Après une semaine de complet ahurissement, ils parvinrent à reprendre la direction de leurs idées et racontèrent – ou plutôt Ganimard raconta, car Sholmès s’enferma dans un mutisme farouche – qu’ils avaient accompli, à bord du yacht L’Hirondelle, un voyage de circumnavigation autour de l’Afrique, voyage charmant, instructif, où ils pouvaient se considérer comme libres, sauf à certaines heures qu’ils passaient à fond de cale, tandis que l’équipage descendait dans des ports exotiques. Quant à leur atterrissage au quai des Orfèvres, ils ne se souvenaient de rien, endormis sans doute depuis plusieurs jours.
Cette mise en liberté, c’était l’aveu de la défaite. Et, en ne luttant plus, Lupin la proclamait sans restriction.
Un événement, d’ailleurs, la rendit encore plus éclatante : ce furent les fiançailles de Louis Valméras et de Mlle de Saint-Véran. Dans l’intimité que créaient entre eux les conditions actuelles de leur existence, les deux jeunes gens s’éprirent l’un de l’autre. Valméras aima le charme mélancolique de Raymonde, et celle-ci, blessée par la vie, avide de protection, subit la force et l’énergie de celui qui avait contribué si vaillamment à son salut.
On attendit le jour du mariage avec une certaine anxiété. Lupin ne chercherait-il pas à reprendre l’offensive ? Accepterait-il de bonne grâce la perte irrémédiable de la femme qu’il aimait ? Deux ou trois fois on vit rôder autour de la villa des individus à mine suspecte, et Valméras eut même à se défendre, un soir, contre un soi-disant ivrogne qui tira sur lui un coup de pistolet, et traversa son chapeau d’une balle. Mais somme toute, la cérémonie s’accomplit au jour et à l’heure fixés, et Raymonde de Saint-Véran devint Mme Louis Valméras.

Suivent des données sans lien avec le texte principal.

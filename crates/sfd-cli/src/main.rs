use anyhow::Result;
use clap::{Parser, Subcommand};

mod commands;

#[derive(Parser)]
#[command(name = "sfd")]
#[command(about = "Storefront order workflow CLI", long_about = None)]
struct Cli {
    #[command(subcommand)]
    cmd: Commands,
}

#[derive(Subcommand)]
enum Commands {
    /// Inspect and query the order status workflow
    Workflow {
        #[command(subcommand)]
        cmd: WorkflowCmd,
    },

    /// Compute layered config hash + print canonical JSON
    ConfigHash {
        /// Paths in merge order (base -> env -> tenant overrides...)
        #[arg(required = true)]
        paths: Vec<String>,
    },

    /// Cart utilities
    Cart {
        #[command(subcommand)]
        cmd: CartCmd,
    },
}

/// Flags shared by every workflow subcommand.
#[derive(clap::Args)]
struct WorkflowSource {
    /// Layered config paths in merge order (standard workflow when omitted)
    #[arg(long = "config")]
    config_paths: Vec<String>,

    /// Tenant whose workflow to use (falls back to the default workflow)
    #[arg(long)]
    tenant: Option<String>,
}

#[derive(Subcommand)]
enum WorkflowCmd {
    /// Print every transition and the terminal statuses
    Show {
        #[command(flatten)]
        src: WorkflowSource,
    },

    /// Print the statuses directly reachable from --from
    Next {
        #[arg(long)]
        from: String,

        #[command(flatten)]
        src: WorkflowSource,
    },

    /// Check a status change; exits non-zero when refused
    Check {
        #[arg(long)]
        from: String,

        #[arg(long)]
        to: String,

        #[command(flatten)]
        src: WorkflowSource,
    },

    /// Print the step-by-step route between two statuses
    Path {
        #[arg(long)]
        from: String,

        #[arg(long)]
        to: String,

        #[command(flatten)]
        src: WorkflowSource,
    },
}

#[derive(Subcommand)]
enum CartCmd {
    /// Validate a cart JSON file against a catalog JSON file
    Validate {
        /// `{"lines": [{product_id, qty, unit_price_cents}, ...]}`
        #[arg(long)]
        cart: String,

        /// `[{product_id, name, price_cents, stock, active?}, ...]`
        #[arg(long)]
        catalog: String,

        /// Exit non-zero when the cart needed any adjustment
        #[arg(long, default_value_t = false)]
        strict: bool,
    },
}

fn main() -> Result<()> {
    // Dev convenience; silent when the file is absent.
    let _ = dotenvy::from_filename(".env.local");

    init_tracing();

    let cli = Cli::parse();

    match cli.cmd {
        Commands::Workflow { cmd } => match cmd {
            WorkflowCmd::Show { src } => {
                let wf = commands::workflow::load(&src.config_paths, src.tenant.as_deref())?;
                commands::workflow::show(&wf);
            }
            WorkflowCmd::Next { from, src } => {
                let wf = commands::workflow::load(&src.config_paths, src.tenant.as_deref())?;
                commands::workflow::next(&wf, &from)?;
            }
            WorkflowCmd::Check { from, to, src } => {
                let wf = commands::workflow::load(&src.config_paths, src.tenant.as_deref())?;
                commands::workflow::check(&wf, &from, &to)?;
            }
            WorkflowCmd::Path { from, to, src } => {
                let wf = commands::workflow::load(&src.config_paths, src.tenant.as_deref())?;
                commands::workflow::path(&wf, &from, &to)?;
            }
        },

        Commands::ConfigHash { paths } => {
            let path_refs: Vec<&str> = paths.iter().map(|s| s.as_str()).collect();
            let loaded = sfd_config::load_layered_yaml(&path_refs)?;
            println!("config_hash={}", loaded.config_hash);
            println!("{}", loaded.canonical_json);
        }

        Commands::Cart { cmd } => match cmd {
            CartCmd::Validate {
                cart,
                catalog,
                strict,
            } => commands::cart::validate(&cart, &catalog, strict)?,
        },
    }

    Ok(())
}

/// Logs go to stderr so stdout stays parseable.
fn init_tracing() {
    tracing_subscriber::fmt()
        .with_writer(std::io::stderr)
        .with_env_filter(
            tracing_subscriber::EnvFilter::try_from_default_env().unwrap_or_else(|_| "warn".into()),
        )
        .init();
}
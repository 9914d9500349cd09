use std::collections::BTreeMap;

use crate::{CartAction, CartIssue, CartLine, CartReport, Catalog, Product};

// A surviving line and the index it had in the submitted cart.
struct Kept {
    line: usize,
    item: CartLine,
}

/// Deterministic cleanup:
/// 1) drop unknown / inactive / non-positive lines, merge duplicates
/// 2) clamp to stock, refresh prices
pub fn validate_cart(lines: &[CartLine], catalog: &Catalog) -> CartReport {
    let mut issues: Vec<CartIssue> = Vec::new();
    let mut kept: Vec<Kept> = Vec::new();
    // product_id -> index into `kept`
    let mut first_seen: BTreeMap<&str, usize> = BTreeMap::new();

    // 1) Integrity against the catalog
    for (idx, item) in lines.iter().enumerate() {
        let Some(product) = catalog.get(&item.product_id) else {
            issues.push(CartIssue::UnknownProduct {
                line: idx,
                product_id: item.product_id.clone(),
            });
            continue;
        };

        if !product.active {
            issues.push(CartIssue::InactiveProduct {
                line: idx,
                product_id: item.product_id.clone(),
            });
            continue;
        }

        if item.qty <= 0 {
            issues.push(CartIssue::NonPositiveQty {
                line: idx,
                product_id: item.product_id.clone(),
                qty: item.qty,
            });
            continue;
        }

        if let Some(&k) = first_seen.get(item.product_id.as_str()) {
            let target = &mut kept[k];
            target.item.qty = target.item.qty.saturating_add(item.qty);
            issues.push(CartIssue::DuplicateLine {
                line: idx,
                product_id: item.product_id.clone(),
                merged_into: target.line,
            });
            continue;
        }

        first_seen.insert(item.product_id.as_str(), kept.len());
        kept.push(Kept {
            line: idx,
            item: item.clone(),
        });
    }

    // 2) Stock and price, on merged quantities
    let mut cleaned: Vec<CartLine> = Vec::with_capacity(kept.len());
    for Kept { line, mut item } in kept {
        // Present: only catalog hits survive step 1.
        let Some(product) = catalog.get(&item.product_id) else {
            continue;
        };

        if !apply_stock(line, &mut item, product, &mut issues) {
            continue;
        }

        if item.unit_price_cents != product.price_cents {
            issues.push(CartIssue::PriceDrift {
                line,
                product_id: item.product_id.clone(),
                cart_cents: item.unit_price_cents,
                catalog_cents: product.price_cents,
            });
            item.unit_price_cents = product.price_cents;
        }

        cleaned.push(item);
    }

    let action = if issues.is_empty() {
        CartAction::Clean
    } else {
        CartAction::Adjusted
    };

    CartReport {
        action,
        issues,
        lines: cleaned,
    }
}

/// Returns false when the line must be dropped.
fn apply_stock(
    line: usize,
    item: &mut CartLine,
    product: &Product,
    issues: &mut Vec<CartIssue>,
) -> bool {
    if item.qty <= product.stock {
        return true;
    }
    let available = product.stock.max(0);
    issues.push(CartIssue::QtyExceedsStock {
        line,
        product_id: item.product_id.clone(),
        requested: item.qty,
        available,
    });
    if available == 0 {
        return false;
    }
    item.qty = available;
    true
}

#[cfg(test)]
mod tests {
    use super::*;
    use crate::catalog;

    #[test]
    fn empty_cart_is_clean() {
        let r = validate_cart(&[], &Catalog::new());
        assert!(r.is_clean());
        assert!(r.lines.is_empty());
        assert_eq!(r.subtotal_cents(), 0);
    }

    #[test]
    fn negative_stock_counts_as_zero() {
        let cat = catalog([Product::new("p1", "Mug", 900, -3)]);
        let r = validate_cart(&[CartLine::new("p1", 1, 900)], &cat);
        assert!(r.lines.is_empty());
        assert_eq!(
            r.issues,
            vec![CartIssue::QtyExceedsStock {
                line: 0,
                product_id: "p1".to_string(),
                requested: 1,
                available: 0,
            }]
        );
    }
}
//! sfd-orders
//!
//! Order status workflow for the storefront admin.
//! - `OrderStatus` is a closed set; labels outside it are rejected at parse time
//! - `TransitionTable` is an immutable value, injected wherever it is needed
//! - `WorkflowValidator` answers "may the admin move this order from X to Y?"
//!   and, when not, which route through the workflow it must take
//!
//! Pure deterministic logic. No IO. Shared by the CLI and the daemon so the
//! client-side check and the server-side check cannot diverge.

mod registry;
mod status;
mod table;
mod update;
mod validator;

pub use registry::{WorkflowConfigError, WorkflowRegistry, WorkflowSpec};
pub use status::{OrderStatus, UnknownStatus};
pub use table::{CancelPolicy, TableError, TransitionTable};
pub use update::{check_status_update, AcceptedUpdate, StatusUpdateRequest, UpdateRefusal};
pub use validator::{workflow_message, TransitionVerdict, WorkflowValidator};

C’était comme si le destin lui-même eût pris parti pour Beautrelet et contresigné le bulletin de victoire. La foule le sentit si bien que ce fut à ce moment que jaillit, parmi ses admirateurs, l’idée d’un grand banquet où l’on célébrerait son triomphe et l’écrasement de Lupin. Idée merveilleuse et qui suscita l’enthousiasme. En quinze jours, trois cents adhésions furent réunies. On lança des invitations aux lycées de Paris, à raison de deux élèves par classe de rhétorique. La presse entonna des hymnes. Et le banquet fut ce qu’il ne pouvait manquer d’être, une apothéose.
Mais une apothéose charmante et simple, parce que Beautrelet en était le héros. Sa présence suffit à remettre les choses au point. Il se montra modeste comme à l’ordinaire, un peu surpris des bravos excessifs, un peu gêné des éloges hyperboliques où l’on affirmait sa supériorité sur les plus illustres policiers… un peu gêné, mais aussi très ému. Il le dit en quelques paroles qui plurent à tous et avec le trouble d’un enfant qui rougit d’être regardé. Il dit sa joie, il dit sa fierté. Et vraiment, si raisonnable, si maître de lui qu’il fût, il connut là des minutes d’ivresse inoubliables. Il souriait à ses amis, à ses camarades de Janson, à Valméras, venu spécialement pour l’applaudir, à M. de Gesvres, à son père.